Critique : Red Road

Jean-Noël Nicolau | 4 décembre 2006
Jean-Noël Nicolau | 4 décembre 2006

Prix du Jury du festival de Cannes 2006, Red Road est un formidable thriller hors normes, dont l'esthétique impressionnante dissimule une profondeur saisissante. Durant sa première moitié, le film d'Andrea Arnold se présente sous la forme d'un suspens voyeuriste et obsessionnel, précis et étouffant. Jackie, incarnée par Kate Dickie (qui n'aurait pas volé un prix d'interprétation féminine) est employée par une agence de télésurveillance, ce qui lui permet de scruter et d'enregistrer tous les événements minuscules ou criminels de nombreux quartiers de Glasgow, dont celui de Red Road, où des HLM solitaires et menaçants sont réservés aux anciens détenus en phase de réinsertion. Ce désert urbain d'une Ecosse proche de la misère, permet à la réalisatrice de créer une atmosphère très oppressante, en adoptant en permanence le point de vue de son héroïne.
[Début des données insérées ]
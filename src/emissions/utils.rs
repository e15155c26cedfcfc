// Formatierung der Ergebnisse für die Anzeige

/// Text der Ergebniszeile vor der ersten Berechnung
pub const INITIAL_RESULT_LABEL: &str = "Your CO2 emissions: 0 kg";

/// Ergebniszeile mit genau zwei Nachkommastellen
/// Rundung: Standard-Formatierung von f64 (exakter Binärwert, Gleichstand -> gerade)
pub fn format_result_label(total_kg: f64) -> String {
    format!("Your CO2 emissions: {:.2} kg", total_kg)
}

/// Einzelwert, z.B. "Transport: 1.20 kg"
pub fn format_breakdown_line(name: &str, kg: f64) -> String {
    format!("{}: {:.2} kg", name, kg)
}

pub fn format_offset_suggestion(trees: f64) -> String {
    format!("Offset suggestion: plant {:.1} trees per year", trees)
}

#[cfg(test)]
mod tests {
    use super::*;

    #[test]
    fn test_result_label_two_decimals() {
        assert_eq!(format_result_label(1.0), "Your CO2 emissions: 1.00 kg");
        assert_eq!(format_result_label(8.3), "Your CO2 emissions: 8.30 kg");
        assert_eq!(
            format_result_label(0.12 * -5.0 + 1.0),
            "Your CO2 emissions: 0.40 kg"
        );
        assert_eq!(format_result_label(1234.5678), "Your CO2 emissions: 1234.57 kg");
    }

    #[test]
    fn test_breakdown_and_offset_lines() {
        assert_eq!(format_breakdown_line("Food", 2.5), "Food: 2.50 kg");
        assert_eq!(
            format_offset_suggestion(121.18),
            "Offset suggestion: plant 121.2 trees per year"
        );
    }
}
use crate::emissions::*;
use crate::form::CalculatorForm;
use eframe::egui;
use egui::Color32;

pub struct CarbonApp {
    form: CalculatorForm,

    // UI State
    show_about: bool,
}

impl Default for CarbonApp {
    fn default() -> Self {
        Self {
            form: CalculatorForm::new(),
            show_about: false,
        }
    }
}

const INPUT_WIDTH: f32 = 160.0;
const HINT_COLOR: Color32 = Color32::from_rgb(200, 50, 50);

impl eframe::App for CarbonApp {
    fn update(&mut self, ctx: &egui::Context, _frame: &mut eframe::Frame) {
        // Solange ein Dialog offen ist, ist das Formular gesperrt
        let dialog_open = self.form.error().is_some() || self.show_about;

        egui::CentralPanel::default().show(ctx, |ui| {
            ui.add_enabled_ui(!dialog_open, |ui| {
                self.draw_form(ui);
            });
        });

        // Fehler-Dialog
        if let Some(error) = self.form.error().cloned() {
            egui::Window::new(error.title())
                .collapsible(false)
                .resizable(false)
                .anchor(egui::Align2::CENTER_CENTER, [0.0, 0.0])
                .show(ctx, |ui| {
                    ui.set_min_width(240.0);
                    ui.colored_label(HINT_COLOR, error.to_string());
                    ui.add_space(10.0);

                    if ui.button("OK").clicked() {
                        self.form.dismiss_error();
                    }
                });
        }

        // Info-Dialog
        if self.show_about {
            egui::Window::new("About")
                .collapsible(false)
                .resizable(false)
                .anchor(egui::Align2::CENTER_CENTER, [0.0, 0.0])
                .show(ctx, |ui| {
                    ui.label("Carbon Footprint Calculator");
                    ui.label(format!("Version {}", env!("CARGO_PKG_VERSION")));
                    ui.add_space(5.0);
                    ui.label("Estimates daily CO2 emissions from transport,");
                    ui.label("electricity usage and diet.");

                    ui.add_space(10.0);
                    if ui.button("Close").clicked() {
                        self.show_about = false;
                    }
                });
        }
    }
}

impl CarbonApp {
    fn draw_form(&mut self, ui: &mut egui::Ui) {
        // === EINGABE SECTION ===
        egui::Grid::new("input_grid")
            .num_columns(2)
            .spacing([12.0, 6.0])
            .show(ui, |ui| {
                ui.label("Transport (km per day):");
                numeric_input(ui, &mut self.form.transport_input);
                ui.end_row();

                ui.label("Electricity Usage (kWh per day):");
                numeric_input(ui, &mut self.form.electricity_input);
                ui.end_row();

                ui.label("Food Choice:");
                egui::ComboBox::from_id_source("food_choice")
                    .width(INPUT_WIDTH)
                    .selected_text(self.form.food.label())
                    .show_ui(ui, |ui| {
                        for category in FoodCategory::ALL {
                            ui.selectable_value(&mut self.form.food, category, category.label());
                        }
                    });
                ui.end_row();
            });

        ui.add_space(10.0);

        // Berechnen-Button
        let calc_button = egui::Button::new(egui::RichText::new("Calculate").strong())
            .min_size(egui::vec2(140.0, 32.0))
            .fill(Color32::from_rgb(40, 130, 90));

        if ui.add(calc_button).clicked() {
            // Fehler merkt sich das Formular, der Dialog öffnet sich über form.error()
            self.form.compute().ok();
        }

        ui.add_space(8.0);
        ui.label(egui::RichText::new(self.form.result_label()).heading());

        // === AUFSCHLÜSSELUNG ===
        if let Some(breakdown) = self.form.last_breakdown().copied() {
            ui.add_space(5.0);
            ui.group(|ui| {
                draw_breakdown_bars(ui, &breakdown);
            });
        }

        if let Some(offset) = self.form.offset_suggestion() {
            ui.colored_label(Color32::from_rgb(0, 140, 60), offset);
        }

        // === AKTIONEN ===
        ui.add_space(10.0);
        ui.separator();
        ui.horizontal(|ui| {
            if ui.button("Reset").clicked() {
                self.form.reset();
            }
            if ui.button("About").clicked() {
                self.show_about = true;
            }
            ui.with_layout(egui::Layout::right_to_left(egui::Align::Center), |ui| {
                egui::widgets::global_dark_light_mode_switch(ui);
            });
        });
    }
}

// ========== BALKENDIAGRAMM ==========
const BAR_COLORS: [Color32; 3] = [
    Color32::from_rgb(0, 150, 136),
    Color32::from_rgb(229, 115, 115),
    Color32::from_rgb(100, 181, 246),
];
const BAR_MAX_WIDTH: f32 = 200.0;
const BAR_HEIGHT: f32 = 14.0;

/// Einzelwerte als Text mit Balken, Länge relativ zum größten Wert
fn draw_breakdown_bars(ui: &mut egui::Ui, breakdown: &EmissionBreakdown) {
    let shares = breakdown.bar_shares();

    egui::Grid::new("breakdown_grid")
        .num_columns(2)
        .spacing([12.0, 4.0])
        .show(ui, |ui| {
            for (i, (name, kg)) in breakdown.entries().into_iter().enumerate() {
                ui.label(format_breakdown_line(name, kg));

                let (rect, _) = ui.allocate_exact_size(
                    egui::vec2(BAR_MAX_WIDTH, BAR_HEIGHT),
                    egui::Sense::hover(),
                );
                let mut bar = rect;
                bar.set_width(BAR_MAX_WIDTH * shares[i] as f32);
                ui.painter()
                    .rect_filled(rect, 2.0, ui.visuals().extreme_bg_color);
                ui.painter().rect_filled(bar, 2.0, BAR_COLORS[i]);
                ui.end_row();
            }
        });
}

/// Textfeld mit Hinweis, solange der Inhalt keine gültige Zahl ist
fn numeric_input(ui: &mut egui::Ui, text: &mut String) {
    ui.vertical(|ui| {
        ui.add(egui::TextEdit::singleline(text).desired_width(INPUT_WIDTH));
        if is_pending_invalid(text.as_str()) {
            ui.label(
                egui::RichText::new("Not a valid number")
                    .small()
                    .color(HINT_COLOR),
            );
        }
    });
}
Après avoir reconnu sur l'un de ses écrans un homme, dont le lien avec son passé marqué par une tragédie demeure longtemps assez mystérieux, Jackie débute une longue filature. Ces séquences sont sans doute les meilleures du film, elles sont imprégnées d'une tension étrange, renforcée par une bande son peuplée de bruits industriels lointains et de stridences angoissantes. A mi-chemin entre le Dogme de Lars Von Trier (auquel le collectif Advance Party, à la base de Red Road, se réfère) et le polar hollywoodien, Andrea Arnold agence une union apparemment contre nature entre réalisme social, véracité psychologique et pur film de genre.
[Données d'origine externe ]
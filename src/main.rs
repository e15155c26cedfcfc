use carbon_footprint_calculator::config::AppConfig;
use carbon_footprint_calculator::ui::CarbonApp;

fn main() -> Result<(), eframe::Error> {
    let config = AppConfig::default();

    tracing_subscriber::fmt()
        .with_max_level(config.log_level)
        .with_writer(std::io::stderr)
        .init();

    tracing::info!("{} {} starting", config.title, env!("CARGO_PKG_VERSION"));

    let options = config.native_options();
    let app_name = config.title;

    eframe::run_native(
        app_name,
        options,
        Box::new(move |cc| {
            // Schriftgrößen und Abstände global einstellen
            let style = config.style(&cc.egui_ctx.style());
            cc.egui_ctx.set_style(style);

            Ok(Box::new(CarbonApp::default()))
        }),
    )
}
Après la révélation sur l'évènement traumatique, la seconde partie de l'œuvre tient moins du thriller que du drame cruel, parfois glauque et ce n'est plus la peur qui vient saisir le spectateur mais un effroi plus humain et insidieux. Culminant sur une interminable (car quasi insoutenable d'intensité) scène de sexe très explicite, cette montée de Red Road vers un propos plus ambitieux entraîne aussi le film sur des terrains plus balisés et déjà fréquentés par d'autres œuvres (dont il nous faut taire le nom sous peine de révéler les clefs du récit). Ce crescendo éprouvant, se dote d'une conclusion un peu prévisible mais qui offre une respiration indispensable pour ne pas transformer le film d'Andrea Arnold en un véritable calvaire. Red Road aurait-il gagné à forcer le jusqu'auboutisme, à franchir le point de non retour vers le désespoir le plus absolu ? Certains spectateurs le penseront sans doute, mais ils passeront aussi à côté de la beauté déplaisante et tétanisante d'une œoeuvre aussi inclassable que géniale.